Fig. 5.

Shikonin attenuated the epithelial-mesenchymal transition in SNU-C5RR colon cancer cells. (A) SNU-C5RR cells were treated with shikonin at concentrations 0, 1.5, 3, 6, or 9 μM for 48 h, and cell viability was assessed using the MTT assay. *p<0.05 vs control cells. (B) Cells were seeded in 100 mm culture dishes, and following treatment with 3 µM shikonin, a scratch was established along the base of the dish. The wounded area was observed following treatment with or without 3 µM shikonin after 0 and 48 h. The gap was measured, and all data were quantified. Representative images for 48 h incubation are shown. *p<0.05 vs control cells. (C) Cell lysates were electrophoresed and used for western blotting with anti-E-cadherin and anti-N-cadherin antibodies.

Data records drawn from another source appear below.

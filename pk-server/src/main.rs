use std::sync::Arc;

use anyhow::{Context, Result};
use clap::Parser;
use pk_server::{
    auth::Identity,
    book::RecipeBook,
    calendar::Calendars,
    config::Config,
    database::Database,
    logging,
    mealdb::MealDb,
    routes::{self, AppState},
    storage,
};

#[derive(Parser, Debug)]
struct Args {
    /// Path to the YAML configuration file
    #[clap(long, default_value = "potluck.yml")]
    config: String,

    /// The address and optionally port to bind to, overriding the config file
    #[clap(long)]
    address: Option<String>,

    /// Whether to use HTTPS / TLS. Needs `server.tls` in the config file.
    #[clap(long)]
    tls: bool,
}

#[tokio::main]
async fn main() -> Result<()> {
    dotenvy::dotenv().ok();
    let args = Args::parse();
    let config = Config::load(&args.config)
        .with_context(|| format!("Loading configuration from {}", args.config))?;
    let _guard = logging::init(&config.logging)?;

    // connect to the database
    let db = Database::connect(&config.database.path)
        .await
        .context("Connecting to database")?;
    let docs = Arc::new(db.clone());
    let media = storage::from_config(&config.storage)
        .await
        .context("Connecting to object storage")?;

    let state = AppState {
        book: RecipeBook::new(docs.clone(), media),
        identity: Identity::new(db, docs, &config.auth),
        source: Arc::new(MealDb::from_config(&config.recipe_api)),
        calendars: Calendars::new(),
    };
    let app = routes::router(state);

    let address = args.address.unwrap_or(config.server.address);
    // In development, use HTTP. In production, use HTTPS.
    if args.tls {
        let tls = config
            .server
            .tls
            .context("--tls needs server.tls in the configuration")?;
        rustls::crypto::ring::default_provider()
            .install_default()
            .map_err(|_| anyhow::anyhow!("Failed to install rustls crypto provider"))?;
        let tls_config =
            axum_server::tls_rustls::RustlsConfig::from_pem_file(&tls.cert_path, &tls.key_path)
                .await
                .context("Loading TLS certificate")?;

        let addr = address.parse()?;
        tracing::info!("Listening on {} with TLS", addr);
        axum_server::bind_rustls(addr, tls_config)
            .serve(app.into_make_service())
            .await
            .context("Starting TLS server")?;
    } else {
        let listener = tokio::net::TcpListener::bind(&address).await?;
        tracing::info!("Listening on {}", address);
        axum::serve(listener, app).await?;
    }
    Ok(())
}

Actin was used as the loading control. The ability of 3 µM shikonin to scavenge ROS in cell-free conditions was evaluated using (D) the xanthine/xanthine oxidase system for superoxide anion and (E) Fenton reaction (FeSO₄+H₂O₂) system for hydroxyl radical. *p<0.05 vs control, ^#p<0.05 vs radical only. SNU-C5RR cells were dyed with DCF-DA, and the fluorescence intensity was detected via (F) confocal microscopy, and (G) flow cytometry. *p<0.05 vs control.